Computer Vision Model for Waste Detection and Analytics

Job ID: 39967479

Budget: $30 – $250 USD

Build a Computer Vision Model for Waste Detection (YOLO / VertexAI / Roboflow)

Project Description

We’re developing a waste intelligence and analytics dashboard and need a computer vision expert to train an object detection model on our collected images.

We currently have 100–300 labeled waste images (plastics, paper, e-waste, metal, etc.) and are looking for someone who can quickly train and optimize a detection model that can:

Identify and classify different types of waste accurately

Provide confidence scores for each detection

Deliver results that can integrate later into a dashboard or reporting layer

The ideal freelancer should have hands-on experience with YOLOv8, Roboflow, OpenAI Vision APIs, or Google VertexAI (any of these is fine — whichever gives the most accurate results).

Deliverables

Trained and tested object detection model

Model file(s) + inference code or deployment-ready endpoint

Confidence score outputs for each class

Ability to export data into Excel/data warehouse platform using API's

Brief documentation or walkthrough on how to reuse/retrain the model later

Budget & Timeline

Budget: $50 (fixed)

Timeline: 7 days from the date we provide the dataset

We’re not looking for anything over-engineered — just a clean, functional MVP-level model that helps us analyze waste categories visually.

Bonus Points

Prior experience working with waste recognition or sustainability projects

Ability to explain model performance metrics simply (precision, recall, F1)

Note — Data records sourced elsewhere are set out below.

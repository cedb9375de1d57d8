//! Fitted local line model.
//!
//! ## Purpose
//!
//! This module holds the result of training: one affine model
//! `slope_k . x + offset_k` per kernel, together with the kernels that weight
//! them. It evaluates the line values and forwards activation queries to the
//! kernels so the predictor only talks to one object.
//!
//! ## Invariants
//!
//! * `slopes` is `n_kernels x input_dim`, row-major.
//! * `offsets` has one entry per kernel. Without an offset column every entry
//!   is zero.
//! * Immutable once constructed.

// External dependencies
use num_traits::Float;
use serde::{Deserialize, Serialize};

// Internal dependencies
use crate::math::kernel::KernelActivations;

/// Per-kernel affine models plus the kernels that blend them.
#[derive(Debug, Clone, PartialEq, Serialize, Deserialize)]
pub struct LocalLines<T, K> {
    kernels: K,
    slopes: Vec<T>,
    offsets: Vec<T>,
}

impl<T: Float, K: KernelActivations<T>> LocalLines<T, K> {
    /// Assemble a line model.
    ///
    /// # Panics
    ///
    /// Panics if the slope or offset counts do not match the kernels.
    pub fn new(kernels: K, slopes: Vec<T>, offsets: Vec<T>) -> Self {
        let n_kernels = kernels.n_kernels();
        assert_eq!(
            slopes.len(),
            n_kernels * kernels.input_dim(),
            "slopes must be n_kernels x input_dim"
        );
        assert_eq!(offsets.len(), n_kernels, "one offset per kernel");
        Self {
            kernels,
            slopes,
            offsets,
        }
    }

    /// Whether slopes and offsets match the kernels. Always true for models
    /// built with [`new`](Self::new); deserialized models are checked with it.
    pub fn is_consistent(&self) -> bool {
        let n_kernels = self.kernels.n_kernels();
        self.slopes.len() == n_kernels * self.kernels.input_dim() && self.offsets.len() == n_kernels
    }

    /// Number of kernels (local lines).
    #[inline]
    pub fn n_basis_functions(&self) -> usize {
        self.offsets.len()
    }

    /// Input dimensionality.
    #[inline]
    pub fn input_dim(&self) -> usize {
        self.kernels.input_dim()
    }

    /// All slopes, `n_kernels x input_dim`.
    pub fn slopes(&self) -> &[T] {
        &self.slopes
    }

    /// All offsets.
    pub fn offsets(&self) -> &[T] {
        &self.offsets
    }

    /// Slope vector of kernel `k`.
    pub fn slope(&self, k: usize) -> &[T] {
        let dims = self.input_dim();
        &self.slopes[k * dims..(k + 1) * dims]
    }

    /// Offset of kernel `k`.
    pub fn offset(&self, k: usize) -> T {
        self.offsets[k]
    }

    /// Kernels the lines are blended with.
    pub fn kernels(&self) -> &K {
        &self.kernels
    }

    /// Write the value of every line at every input row into `out`
    /// (`n_samples x n_kernels`).
    pub fn lines_into(&self, inputs: &[T], out: &mut [T]) {
        let dims = self.input_dim();
        let n_kernels = self.n_basis_functions();
        debug_assert_eq!(out.len(), inputs.len() / dims * n_kernels);

        for (x, row) in inputs.chunks_exact(dims).zip(out.chunks_exact_mut(n_kernels)) {
            let lines = self.slopes.chunks_exact(dims).zip(&self.offsets);
            for (value, (slope, &offset)) in row.iter_mut().zip(lines) {
                *value = slope
                    .iter()
                    .zip(x)
                    .fold(offset, |acc, (&s, &xi)| acc + s * xi);
            }
        }
    }

    /// Normalized kernel activations, `n_samples x n_kernels`.
    #[inline]
    pub fn kernel_activations_into(&self, inputs: &[T], out: &mut [T]) {
        self.kernels.activations_into(inputs, out);
    }

    /// Raw kernel activations, `n_samples x n_kernels`.
    #[inline]
    pub fn unnormalized_kernel_activations_into(&self, inputs: &[T], out: &mut [T]) {
        self.kernels.unnormalized_activations_into(inputs, out);
    }
}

Familiarity with exporting to platforms like Roboflow or VertexAI for scalable deployment

Our Goal

We believe in clear communication and quick collaboration — this is meant to be a win-win pilot project.

How to Apply

Please share:

A few lines about your past work in computer vision / object detection.

The tech stack or platform you’d prefer (YOLO, Roboflow, VertexAI, etc.).

Estimated accuracy or validation plan you’d follow for the dataset.